At this time of the year, Mahmoud would be on the field playing as a defender for Beni Suef, a club in Egypt’s second division. But like millions in the Arab world’s most populous country, he has been hit hard by the coronavirus pandemic.
These days, he heads to work in a crowded market in an Upper Egypt town. Shoulder-to-shoulder, shoppers jostle around stalls as he prepares a pancake-like pastry.
Prior to the pandemic, Mahmoud made about $200 a month playing for his club. That went a long way toward feeding his family of three but he also did part-time jobs to supplement it.
The league was shut down in mid-March and Mahmoud’s main source of income dried up.
Egypt has implemented a strict curfew and closed cafes, malls and other shops as part of a government effort to stem the spread of the virus.
His club told players to stay at home until they could return to playing. That’s not an option for Mahmoud, or many others in the Nile River region of Assiut. His family has to eat.
“I should do any kind of work to help feed them,” he said.

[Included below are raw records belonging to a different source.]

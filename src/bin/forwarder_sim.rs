//! A forwarder-facing test/demo client for the gRPC intake. The
//! station-specific wire codecs themselves are out of scope; this simulates
//! what a forwarder would send after decoding a station's own protocol, so
//! the intake path can be exercised end to end without real hardware.

use std::time::Duration;

use backon::{ExponentialBuilder, Retryable};
use clap::Parser;
use tokio_stream::StreamExt;
use tonic::transport::Channel;
use tracing::{info, warn};
use tracing_subscriber::{layer::SubscriberExt, util::SubscriberInitExt, EnvFilter};

use weathercore::grpc::proto::weather_v1_client::WeatherV1Client;
use weathercore::grpc::proto::WeatherReading;

#[derive(Parser)]
#[command(name = "forwarder-sim")]
#[command(about = "Simulates a station forwarder pushing readings over the gRPC intake")]
struct Cli {
    /// Read from a serial-attached console (mutually exclusive with --network)
    #[arg(long, conflicts_with = "network")]
    serial: bool,

    /// Read from a network-attached console
    #[arg(long, conflicts_with = "serial")]
    network: bool,

    /// gRPC intake address, e.g. http://127.0.0.1:50051
    #[arg(long, env = "FORWARDER_SERVER", default_value = "http://127.0.0.1:50051")]
    server: String,

    /// Station name this forwarder reports readings for
    #[arg(long, env = "FORWARDER_NAME")]
    name: String,

    /// Also uplink over APRS (out of scope for the intake itself; accepted
    /// and logged so the CLI surface matches a real forwarder's).
    #[arg(long)]
    aprs: bool,

    #[arg(long, allow_hyphen_values = true)]
    lat: Option<f64>,

    #[arg(long, allow_hyphen_values = true)]
    lon: Option<f64>,

    #[arg(long, allow_hyphen_values = true)]
    alt: Option<f64>,

    /// Number of synthetic readings to push before exiting
    #[arg(long, default_value_t = 5)]
    count: u32,

    /// Seconds between readings
    #[arg(long, default_value_t = 5)]
    interval_secs: u64,

    #[arg(long, env = "FORWARDER_LOG", default_value = "info")]
    log: String,
}

#[tokio::main]
async fn main() -> Result<(), Box<dyn std::error::Error>> {
    let cli = Cli::parse();

    tracing_subscriber::registry()
        .with(EnvFilter::try_new(format!("forwarder_sim={}", cli.log)).unwrap_or_else(|_| EnvFilter::new("info")))
        .with(tracing_subscriber::fmt::layer())
        .init();

    if !cli.serial && !cli.network {
        eprintln!("one of --serial or --network is required");
        std::process::exit(2);
    }

    info!(
        station = %cli.name,
        server = %cli.server,
        serial = cli.serial,
        network = cli.network,
        aprs = cli.aprs,
        lat = ?cli.lat,
        lon = ?cli.lon,
        alt = ?cli.alt,
        "forwarder-sim starting"
    );

    let channel = connect_with_retry(&cli.server).await?;
    let mut client = WeatherV1Client::new(channel);

    let readings: Vec<WeatherReading> = (0..cli.count)
        .map(|i| synthetic_reading(&cli.name, i))
        .collect();
    let interval = Duration::from_secs(cli.interval_secs);

    // Space sends out the way a real forwarder paces readings off its own
    // station's sampling interval, rather than bursting the whole batch.
    let outbound = tokio_stream::iter(readings).then(move |reading| async move {
        tokio::time::sleep(interval).await;
        reading
    });
    let response = client.send_weather_readings(outbound).await?;
    info!(accepted = response.into_inner().accepted, "intake acknowledged readings");

    Ok(())
}

/// Reconnects with exponential backoff -- a forwarder's own reconnect loop,
/// not the server's concern.
async fn connect_with_retry(server: &str) -> Result<Channel, tonic::transport::Error> {
    let server = server.to_string();
    (|| {
        let server = server.clone();
        async move { Channel::from_shared(server)?.connect().await }
    })
    .retry(ExponentialBuilder::default().with_max_times(5))
    .notify(|err, dur| warn!(error = %err, delay = ?dur, "gRPC intake connect failed, retrying"))
    .await
}

fn synthetic_reading(station: &str, i: u32) -> WeatherReading {
    WeatherReading {
        stationname: station.to_string(),
        time: Some(prost_types::Timestamp {
            seconds: chrono::Utc::now().timestamp() + i as i64 * 5,
            nanos: 0,
        }),
        outside_temp: Some(45.0 + i as f64),
        inside_temp: Some(68.0),
        outside_humidity: Some(62.0),
        inside_humidity: Some(40.0),
        barometer: Some(29.92),
        wind_speed: Some(5.0 + (i % 3) as f64),
        wind_dir: Some((i as f64 * 37.0) % 360.0),
        wind_speed_10min_avg: Some(4.0),
        rain_incremental: Some(0.0),
        rain_rate: Some(0.0),
        solar_watts: Some(300.0),
        potential_solar_watts: Some(600.0),
        uv_index: Some(3.0),
        soil_temp1: None,
        leaf_wetness1: None,
        pm25: Some(8.0),
        pm10: Some(12.0),
        co2: None,
        aqi_pm25: None,
        snow_distance: None,
        snow_depth: None,
        battery_voltage: Some(12.6),
        forecast_icon: None,
        forecast_rule: None,
        extra_float1: None,
        extra_float2: None,
        extra_float3: None,
        extra_float4: None,
        extra_float5: None,
        extra_float6: None,
        extra_float7: None,
        extra_float8: None,
        extra_float9: None,
        extra_float10: None,
        extra_text1: None,
        extra_text2: None,
        extra_text3: None,
        extra_text4: None,
        extra_text5: None,
        extra_text6: None,
        extra_text7: None,
        extra_text8: None,
        extra_text9: None,
        extra_text10: None,
    }
}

The market in Manfalut, a town 350 kilometers (230 miles) south of Cairo, has remained open throughout the pandemic, bustling as shoppers buy provisions for the evening meal that breaks the daily fast during the Islamic holy month of Ramadan. The small pancakes that Mahmoud makes, called qatayef in Arabic, are among the most favorite Ramadan desserts.
Mahmoud returned to his hometown not long after the country’s partial lockdown was implemented. He looked for jobs but could only find work as a daily laborer in construction.
Before the crisis, he said he could find regular work on construction sites, usually making no more than USD 7 a day, but now he says he’s lucky if he can get two days of work a week. Then came Ramadan, and the temporary job at the pastry stall.
In Manfalut, where most of the residents are daily laborers, staying at home and social distancing are not viable.
In rural and poor parts of Egypt, many have taken a fatalistic approach to the pandemic, because they consider the cure worse than the disease. Should the virus gain a foothold here, it could spread fast.
Like many other places in the world, the repercussions of the pandemic were disastrous for most of Egypt’s 100 million people, particularly in the south.
Even before the virus crisis, poverty has swelled because of austerity measures taken by President Abdel Fattah el-Sissi’s government, part of reforms to overhaul the country’s battered economy.
Prior to the outbreak, one out of every three Egyptians, or roughly 33 million people, were living on about USD 1.45 per day.
The 28-year-old Mahmoud is the eldest of two sons. His father worked as a part-time driver but is retired with heart problems. He supports his father, mother and brother, who live in one room of a three-story building they share with six other families of his uncles.
Mahmoud showed athletic talent from a young age. He started as a boxer in a local club, then moved on to handball, before coaches convinced him to join the club’s soccer team. By 16, he went professional.
“They told me I would be a good defender,” said Mahmoud, whose teammates nicknamed him Kompany after former Manchester City captain Vincent Kompany.
However, Mahmoud sees Liverpool defender Virgil van Dijk as his role model. Mahmoud helped his team to the top of its league, and he hopes to advance to the country’s top division.
In the meantime, he’ll just have to keep working, despite the dangers. There’s his family, and another reason to save — Mahmoud had been scheduled to get married next month.
“Nobody is immune,” he said. “But those like me and my family have to survive.”